//! Document listing, retrieval, and soft-delete integration tests.
//!
//! Run with: `cargo test -p indoc-api --test documents_test`
//! Requires Docker for testcontainers (Postgres).

mod helpers;

use helpers::{document_count, seed_tenant, setup_test_app, upload, API_KEY_HEADER};

#[tokio::test]
async fn test_list_files_newest_first() {
    let app = setup_test_app().await;
    let (_tenant_id, api_key) = seed_tenant(app.pool(), "Acme").await;

    upload(app.client(), &api_key, "first.txt", b"one".to_vec()).await;
    upload(app.client(), &api_key, "second.txt", b"two".to_vec()).await;

    let response = app
        .client()
        .get("/files")
        .add_header(API_KEY_HEADER, api_key.as_str())
        .await;
    response.assert_status_ok();
    let body = response.json::<serde_json::Value>();

    assert_eq!(body["total"], 2);
    assert_eq!(body["documents"][0]["filename"], "second.txt");
    assert_eq!(body["documents"][1]["filename"], "first.txt");
}

#[tokio::test]
async fn test_get_file_returns_document() {
    let app = setup_test_app().await;
    let (_tenant_id, api_key) = seed_tenant(app.pool(), "Acme").await;

    let created = upload(app.client(), &api_key, "report.pdf", b"%PDF-1.7".to_vec()).await;
    let document_id = created["document"]["id"].as_str().expect("document id");

    let response = app
        .client()
        .get(&format!("/files/{}", document_id))
        .add_header(API_KEY_HEADER, api_key.as_str())
        .await;
    response.assert_status_ok();
    let body = response.json::<serde_json::Value>();

    assert_eq!(body["id"], created["document"]["id"]);
    assert_eq!(body["filename"], "report.pdf");
    assert_eq!(body["file_size"], 8);
}

#[tokio::test]
async fn test_get_unknown_file_is_not_found() {
    let app = setup_test_app().await;
    let (_tenant_id, api_key) = seed_tenant(app.pool(), "Acme").await;

    let response = app
        .client()
        .get(&format!("/files/{}", uuid::Uuid::new_v4()))
        .add_header(API_KEY_HEADER, api_key.as_str())
        .await;

    assert_eq!(response.status_code(), 404);
}

#[tokio::test]
async fn test_delete_frees_fingerprint_for_reupload() {
    let app = setup_test_app().await;
    let (tenant_id, api_key) = seed_tenant(app.pool(), "Acme").await;

    let created = upload(app.client(), &api_key, "draft.docx", b"v1 contents".to_vec()).await;
    let document_id = created["document"]["id"].as_str().expect("document id");

    let deleted = app
        .client()
        .delete(&format!("/files/{}", document_id))
        .add_header(API_KEY_HEADER, api_key.as_str())
        .await;
    deleted.assert_status_ok();
    let body = deleted.json::<serde_json::Value>();
    assert_eq!(body["success"], true);
    assert_eq!(body["deleted"], 1);
    assert_eq!(document_count(app.pool(), tenant_id).await, 0);

    // The partial unique index only covers live rows, so the same content
    // can be uploaded again.
    let again = upload(app.client(), &api_key, "draft.docx", b"v1 contents".to_vec()).await;
    assert_eq!(again["success"], true);
    assert_eq!(document_count(app.pool(), tenant_id).await, 1);
}

#[tokio::test]
async fn test_delete_cascades_to_children() {
    let app = setup_test_app().await;
    let (tenant_id, api_key) = seed_tenant(app.pool(), "Acme").await;

    let parent = upload(app.client(), &api_key, "bundle.eml", b"parent mail".to_vec()).await;
    let parent_id = parent["document"]["id"].as_str().expect("parent id");

    let part = axum_test::multipart::Part::bytes(b"attachment bytes".to_vec())
        .file_name("attachment.pdf")
        .mime_type("application/octet-stream");
    let form = axum_test::multipart::MultipartForm::new().add_part("file", part);
    let child = app
        .client()
        .post(&format!("/files/upload?parent_id={}", parent_id))
        .add_header(API_KEY_HEADER, api_key.as_str())
        .multipart(form)
        .await;
    child.assert_status_ok();
    assert_eq!(child.json::<serde_json::Value>()["success"], true);
    assert_eq!(document_count(app.pool(), tenant_id).await, 2);

    let deleted = app
        .client()
        .delete(&format!("/files/{}", parent_id))
        .add_header(API_KEY_HEADER, api_key.as_str())
        .await;
    deleted.assert_status_ok();
    assert_eq!(deleted.json::<serde_json::Value>()["deleted"], 2);
    assert_eq!(document_count(app.pool(), tenant_id).await, 0);
}

#[tokio::test]
async fn test_delete_twice_is_not_found() {
    let app = setup_test_app().await;
    let (_tenant_id, api_key) = seed_tenant(app.pool(), "Acme").await;

    let created = upload(app.client(), &api_key, "once.txt", b"only once".to_vec()).await;
    let document_id = created["document"]["id"].as_str().expect("document id");

    let first = app
        .client()
        .delete(&format!("/files/{}", document_id))
        .add_header(API_KEY_HEADER, api_key.as_str())
        .await;
    first.assert_status_ok();

    let second = app
        .client()
        .delete(&format!("/files/{}", document_id))
        .add_header(API_KEY_HEADER, api_key.as_str())
        .await;
    assert_eq!(second.status_code(), 404);
}
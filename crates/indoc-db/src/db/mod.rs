pub mod analytics;
pub mod documents;
pub mod tasks;
pub mod tenants;

pub use analytics::AnalyticsRepository;
pub use documents::{DocumentInsert, DocumentRepository, NewDocument};
pub use tasks::TaskRepository;
pub use tenants::TenantRepository;
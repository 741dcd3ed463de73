use crate::error::ErrorResponse;
use axum::extract::FromRequestParts;
use axum::http::{request::Parts, StatusCode};
use axum::Json;
use indoc_core::models::Tenant;
use uuid::Uuid;

/// Tenant context resolved from the API key and stored in request extensions.
///
/// `uploader_id` is the identity associated with the presented key; documents
/// created through this request are attributed to it.
#[derive(Debug, Clone)]
pub struct TenantContext {
    pub tenant_id: Uuid,
    pub uploader_id: Uuid,
    pub tenant: Tenant,
}

// Implement FromRequestParts for TenantContext to work with Multipart.
// Extension cannot be used with Multipart, so we extract directly from
// request parts.
impl<S> FromRequestParts<S> for TenantContext
where
    S: Send + Sync,
{
    type Rejection = (StatusCode, Json<ErrorResponse>);

    async fn from_request_parts(parts: &mut Parts, _state: &S) -> Result<Self, Self::Rejection> {
        parts
            .extensions
            .get::<TenantContext>()
            .cloned()
            .ok_or_else(|| {
                (
                    StatusCode::UNAUTHORIZED,
                    Json(ErrorResponse::new(
                        "Missing tenant context",
                        "MISSING_TENANT_CONTEXT",
                    )),
                )
            })
    }
}
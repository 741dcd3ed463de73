//! Tenant isolation: fingerprints, listings, and lookups are scoped per tenant.
//!
//! Run with: `cargo test -p indoc-api --test tenant_isolation_test`
//! Requires Docker for testcontainers (Postgres).

mod helpers;

use helpers::{document_count, seed_tenant, setup_test_app, upload, API_KEY_HEADER};

#[tokio::test]
async fn test_same_content_across_tenants_is_not_a_duplicate() {
    let app = setup_test_app().await;
    let (tenant_a, key_a) = seed_tenant(app.pool(), "Acme").await;
    let (tenant_b, key_b) = seed_tenant(app.pool(), "Globex").await;

    let payload = b"shared onboarding guide".to_vec();

    let first = upload(app.client(), &key_a, "guide.pdf", payload.clone()).await;
    let second = upload(app.client(), &key_b, "guide.pdf", payload).await;

    assert_eq!(first["success"], true);
    assert_eq!(second["success"], true);
    assert_eq!(document_count(app.pool(), tenant_a).await, 1);
    assert_eq!(document_count(app.pool(), tenant_b).await, 1);
}

#[tokio::test]
async fn test_cross_tenant_lookup_is_not_found() {
    let app = setup_test_app().await;
    let (_tenant_a, key_a) = seed_tenant(app.pool(), "Acme").await;
    let (_tenant_b, key_b) = seed_tenant(app.pool(), "Globex").await;

    let body = upload(app.client(), &key_a, "secret.docx", b"acme only".to_vec()).await;
    let document_id = body["document"]["id"].as_str().expect("document id");

    let own = app
        .client()
        .get(&format!("/files/{}", document_id))
        .add_header(API_KEY_HEADER, key_a.as_str())
        .await;
    assert_eq!(own.status_code(), 200);

    let foreign = app
        .client()
        .get(&format!("/files/{}", document_id))
        .add_header(API_KEY_HEADER, key_b.as_str())
        .await;
    assert_eq!(foreign.status_code(), 404);

    let foreign_delete = app
        .client()
        .delete(&format!("/files/{}", document_id))
        .add_header(API_KEY_HEADER, key_b.as_str())
        .await;
    assert_eq!(foreign_delete.status_code(), 404);
}

#[tokio::test]
async fn test_listing_only_returns_own_documents() {
    let app = setup_test_app().await;
    let (_tenant_a, key_a) = seed_tenant(app.pool(), "Acme").await;
    let (_tenant_b, key_b) = seed_tenant(app.pool(), "Globex").await;

    upload(app.client(), &key_a, "a1.txt", b"alpha".to_vec()).await;
    upload(app.client(), &key_a, "a2.txt", b"beta".to_vec()).await;
    upload(app.client(), &key_b, "b1.txt", b"gamma".to_vec()).await;

    let response = app
        .client()
        .get("/files")
        .add_header(API_KEY_HEADER, key_b.as_str())
        .await;
    response.assert_status_ok();
    let body = response.json::<serde_json::Value>();

    assert_eq!(body["total"], 1);
    assert_eq!(body["documents"][0]["filename"], "b1.txt");
}
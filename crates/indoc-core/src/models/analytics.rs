use serde::{Deserialize, Serialize};
use std::collections::HashMap;
use utoipa::ToSchema;

/// Totals block of `GET /analytics/summary`.
#[derive(Debug, Clone, Serialize, Deserialize, ToSchema)]
pub struct AnalyticsTotals {
    pub documents: i64,
    pub storage_bytes: i64,
    pub ready: i64,
}

#[derive(Debug, Clone, Serialize, Deserialize, ToSchema)]
pub struct AnalyticsSummary {
    pub totals: AnalyticsTotals,
}

/// Response of `GET /analytics/processing`: per-status document counts plus
/// the number of documents that completed processing.
#[derive(Debug, Clone, Serialize, Deserialize, ToSchema)]
pub struct ProcessingSummary {
    pub status_counts: HashMap<String, i64>,
    pub processed_total: i64,
}

#[cfg(test)]
mod tests {
    use super::*;

    #[test]
    fn test_summary_shape() {
        let summary = AnalyticsSummary {
            totals: AnalyticsTotals {
                documents: 12,
                storage_bytes: 4096,
                ready: 7,
            },
        };
        let json = serde_json::to_value(&summary).expect("serialize");
        assert_eq!(json["totals"]["documents"], 12);
        assert_eq!(json["totals"]["storage_bytes"], 4096);
    }

    #[test]
    fn test_processing_summary_shape() {
        let mut status_counts = HashMap::new();
        status_counts.insert("ready".to_string(), 3);
        status_counts.insert("processing".to_string(), 1);
        let summary = ProcessingSummary {
            status_counts,
            processed_total: 3,
        };
        let json = serde_json::to_value(&summary).expect("serialize");
        assert_eq!(json["status_counts"]["ready"], 3);
        assert_eq!(json["processed_total"], 3);
    }
}
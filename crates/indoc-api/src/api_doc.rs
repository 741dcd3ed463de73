//! OpenAPI documentation.

use utoipa::OpenApi;

use crate::error;
use crate::handlers;
use indoc_core::models;

/// Returns the OpenAPI spec served at `/api/openapi.json`.
pub fn get_openapi_spec() -> utoipa::openapi::OpenApi {
    ApiDoc::openapi()
}

#[derive(OpenApi)]
#[openapi(
    info(
        title = "inDoc API",
        version = "0.1.0",
        description = "Multi-tenant document ingestion API with content-based deduplication. Uploads are fingerprinted with SHA-256, deduplicated per tenant, and dispatched to an asynchronous processing queue."
    ),
    paths(
        // Files
        handlers::upload::upload_file,
        handlers::documents::list_files,
        handlers::documents::get_file,
        handlers::documents::delete_file,
        // Analytics
        handlers::analytics::get_summary,
        handlers::analytics::get_processing,
    ),
    components(
        schemas(
            // Core models
            models::Classification,
            models::DocumentStatus,
            models::DocumentResponse,
            models::ExistingDocument,
            models::UploadResponse,
            models::AnalyticsTotals,
            models::AnalyticsSummary,
            models::ProcessingSummary,
            // Handler responses
            handlers::documents::DocumentListResponse,
            handlers::documents::DeleteResponse,
            // Error
            error::ErrorResponse,
        )
    ),
    tags(
        (name = "files", description = "Document upload, listing, retrieval, and deletion"),
        (name = "analytics", description = "Per-tenant document and processing statistics")
    )
)]
struct ApiDoc;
########
Scan the records above for the string "cargo", then select every line that holds it.

Result of the task:
//! Run with: `cargo test -p indoc-api --test documents_test`
//! Run with: `cargo test -p indoc-api --test tenant_isolation_test`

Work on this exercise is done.